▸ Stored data
// SPDX-License-Identifier: Apache-2.0
//! Sends "still working…" notifications while a turn is in flight, paced so
//! a slow adapter call doesn't produce a flood of progress messages.
//!
//! The pacer fires once after `first_ms`, then every `every_ms` after that,
//! up to `max_count` notifications total, and stops the instant the turn
//! settles — it guarantees it will never fire after [`ProgressPacer::stop`]
//! has been called, even if a tick was already in flight when the turn
//! completed, by racing every tick against the cancellation token rather
//! than checking a plain flag.

use std::sync::Arc;
use std::time::Duration;

use tokio::task::JoinHandle;
use tokio_util::sync::CancellationToken;

use crate::ports::{ChatPort, OutboundMessage};

pub struct ProgressPacer {
    cancel: CancellationToken,
    handle: Option<JoinHandle<()>>,
}

impl ProgressPacer {
    /// Start pacing notifications for `(chat_id, thread_id)` using `chat`.
    /// The returned pacer must be stopped (via [`ProgressPacer::stop`]) once
    /// the turn settles, successfully or not — dropping it without stopping
    /// also cancels it, but `stop` additionally awaits the background task
    /// so callers can rely on "no more messages after this point".
    pub fn start<C>(
        chat: Arc<C>,
        chat_id: String,
        thread_id: Option<String>,
        text: String,
        first_ms: u64,
        every_ms: u64,
        max_count: u32,
    ) -> Self
    where
        C: ChatPort + 'static,
    {
        let cancel = CancellationToken::new();
        let cancel_child = cancel.clone();

        let handle = tokio::spawn(async move {
            let mut delay = Duration::from_millis(first_ms);
            for _ in 0..max_count {
                tokio::select! {
                    _ = cancel_child.cancelled() => return,
                    _ = tokio::time::sleep(delay) => {}
                }
                // Re-check right before sending: the turn may have settled
                // in the instant between the sleep firing and this point.
                if cancel_child.is_cancelled() {
                    return;
                }
                let _ = chat
                    .send(OutboundMessage {
                        chat_id: chat_id.clone(),
                        thread_id: thread_id.clone(),
                        text: text.clone(),
                    })
                    .await;
                delay = Duration::from_millis(every_ms);
            }
        });

        Self {
            cancel,
            handle: Some(handle),
        }
    }

    /// Cancel pending notifications and wait for the background task to
    /// fully stop. After this returns, no further progress message will be
    /// sent for this turn.
    pub async fn stop(mut self) {
        self.cancel.cancel();
        if let Some(handle) = self.handle.take() {
            let _ = handle.await;
        }
    }
}

impl Drop for ProgressPacer {
    fn drop(&mut self) {
        self.cancel.cancel();
    }
}

#[cfg(test)]
mod tests {
    use super::*;
    use async_trait::async_trait;
    use crate::ports::{ThreadFallback, TransportError};
    use tokio::sync::Mutex;

    struct CountingChat {
        count: Arc<Mutex<u32>>,
    }

    #[async_trait]
    impl ChatPort for CountingChat {
        async fn send(&self, _message: OutboundMessage) -> Result<ThreadFallback, TransportError> {
            *self.count.lock().await += 1;
            Ok(ThreadFallback::Delivered)
        }
        fn max_chunk_len(&self) -> usize {
            4096
        }
    }

    #[tokio::test(start_paused = true)]
    async fn fires_first_notification_after_first_ms() {
        let count = Arc::new(Mutex::new(0));
        let chat = Arc::new(CountingChat { count: count.clone() });
        let pacer = ProgressPacer::start(
            chat,
            "1".into(),
            None,
            "still working".into(),
            1000,
            5000,
            3,
        );
        tokio::time::advance(Duration::from_millis(1100)).await;
        tokio::task::yield_now().await;
        assert_eq!(*count.lock().await, 1);
        pacer.stop().await;
    }

    #[tokio::test(start_paused = true)]
    async fn stops_after_max_count_notifications() {
        let count = Arc::new(Mutex::new(0));
        let chat = Arc::new(CountingChat { count: count.clone() });
        let pacer = ProgressPacer::start(
            chat,
            "1".into(),
            None,
            "still working".into(),
            100,
            100,
            2,
        );
        tokio::time::advance(Duration::from_millis(5000)).await;
        tokio::task::yield_now().await;
        assert_eq!(*count.lock().await, 2);
        pacer.stop().await;
    }

    #[tokio::test(start_paused = true)]
    async fn stop_before_first_tick_suppresses_all_notifications() {
        let count = Arc::new(Mutex::new(0));
        let chat = Arc::new(CountingChat { count: count.clone() });
        let pacer = ProgressPacer::start(
            chat,
            "1".into(),
            None,
            "still working".into(),
            1000,
            1000,
            3,
        );
        pacer.stop().await;
        tokio::time::advance(Duration::from_millis(5000)).await;
        tokio::task::yield_now().await;
        assert_eq!(*count.lock().await, 0);
    }
}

▸ ASSIGNMENT
Transcribe all of the data above, character for character.

▸ RESULT BELOW
// SPDX-License-Identifier: Apache-2.0
//! Sends "still working…" notifications while a turn is in flight, paced so
//! a slow adapter call doesn't produce a flood of progress messages.
//!
//! The pacer fires once after `first_ms`, then every `every_ms` after that,
//! up to `max_count` notifications total, and stops the instant the turn
//! settles — it guarantees it will never fire after [`ProgressPacer::stop`]
//! has been called, even if a tick was already in flight when the turn
//! completed, by racing every tick against the cancellation token rather
//! than checking a plain flag.

use std::sync::Arc;
use std::time::Duration;

use tokio::task::JoinHandle;
use tokio_util::sync::CancellationToken;

use crate::ports::{ChatPort, OutboundMessage};

pub struct ProgressPacer {
    cancel: CancellationToken,
    handle: Option<JoinHandle<()>>,
}

impl ProgressPacer {
    /// Start pacing notifications for `(chat_id, thread_id)` using `chat`.
    /// The returned pacer must be stopped (via [`ProgressPacer::stop`]) once
    /// the turn settles, successfully or not — dropping it without stopping
    /// also cancels it, but `stop` additionally awaits the background task
    /// so callers can rely on "no more messages after this point".
    pub fn start<C>(
        chat: Arc<C>,
        chat_id: String,
        thread_id: Option<String>,
        text: String,
        first_ms: u64,
        every_ms: u64,
        max_count: u32,
    ) -> Self
    where
        C: ChatPort + 'static,
    {
        let cancel = CancellationToken::new();
        let cancel_child = cancel.clone();

        let handle = tokio::spawn(async move {
            let mut delay = Duration::from_millis(first_ms);
            for _ in 0..max_count {
                tokio::select! {
                    _ = cancel_child.cancelled() => return,
                    _ = tokio::time::sleep(delay) => {}
                }
                // Re-check right before sending: the turn may have settled
                // in the instant between the sleep firing and this point.
                if cancel_child.is_cancelled() {
                    return;
                }
                let _ = chat
                    .send(OutboundMessage {
                        chat_id: chat_id.clone(),
                        thread_id: thread_id.clone(),
                        text: text.clone(),
                    })
                    .await;
                delay = Duration::from_millis(every_ms);
            }
        });

        Self {
            cancel,
            handle: Some(handle),
        }
    }

    /// Cancel pending notifications and wait for the background task to
    /// fully stop. After this returns, no further progress message will be
    /// sent for this turn.
    pub async fn stop(mut self) {
        self.cancel.cancel();
        if let Some(handle) = self.handle.take() {
            let _ = handle.await;
        }
    }
}

impl Drop for ProgressPacer {
    fn drop(&mut self) {
        self.cancel.cancel();
    }
}

#[cfg(test)]
mod tests {
    use super::*;
    use async_trait::async_trait;
    use crate::ports::{ThreadFallback, TransportError};
    use tokio::sync::Mutex;

    struct CountingChat {
        count: Arc<Mutex<u32>>,
    }

    #[async_trait]
    impl ChatPort for CountingChat {
        async fn send(&self, _message: OutboundMessage) -> Result<ThreadFallback, TransportError> {
            *self.count.lock().await += 1;
            Ok(ThreadFallback::Delivered)
        }
        fn max_chunk_len(&self) -> usize {
            4096
        }
    }

    #[tokio::test(start_paused = true)]
    async fn fires_first_notification_after_first_ms() {
        let count = Arc::new(Mutex::new(0));
        let chat = Arc::new(CountingChat { count: count.clone() });
        let pacer = ProgressPacer::start(
            chat,
            "1".into(),
            None,
            "still working".into(),
            1000,
            5000,
            3,
        );
        tokio::time::advance(Duration::from_millis(1100)).await;
        tokio::task::yield_now().await;
        assert_eq!(*count.lock().await, 1);
        pacer.stop().await;
    }

    #[tokio::test(start_paused = true)]
    async fn stops_after_max_count_notifications() {
        let count = Arc::new(Mutex::new(0));
        let chat = Arc::new(CountingChat { count: count.clone() });
        let pacer = ProgressPacer::start(
            chat,
            "1".into(),
            None,
            "still working".into(),
            100,
            100,
            2,
        );
        tokio::time::advance(Duration::from_millis(5000)).await;
        tokio::task::yield_now().await;
        assert_eq!(*count.lock().await, 2);
        pacer.stop().await;
    }

    #[tokio::test(start_paused = true)]
    async fn stop_before_first_tick_suppresses_all_notifications() {
        let count = Arc::new(Mutex::new(0));
        let chat = Arc::new(CountingChat { count: count.clone() });
        let pacer = ProgressPacer::start(
            chat,
            "1".into(),
            None,
            "still working".into(),
            1000,
            1000,
            3,
        );
        pacer.stop().await;
        tokio::time::advance(Duration::from_millis(5000)).await;
        tokio::task::yield_now().await;
        assert_eq!(*count.lock().await, 0);
    }
}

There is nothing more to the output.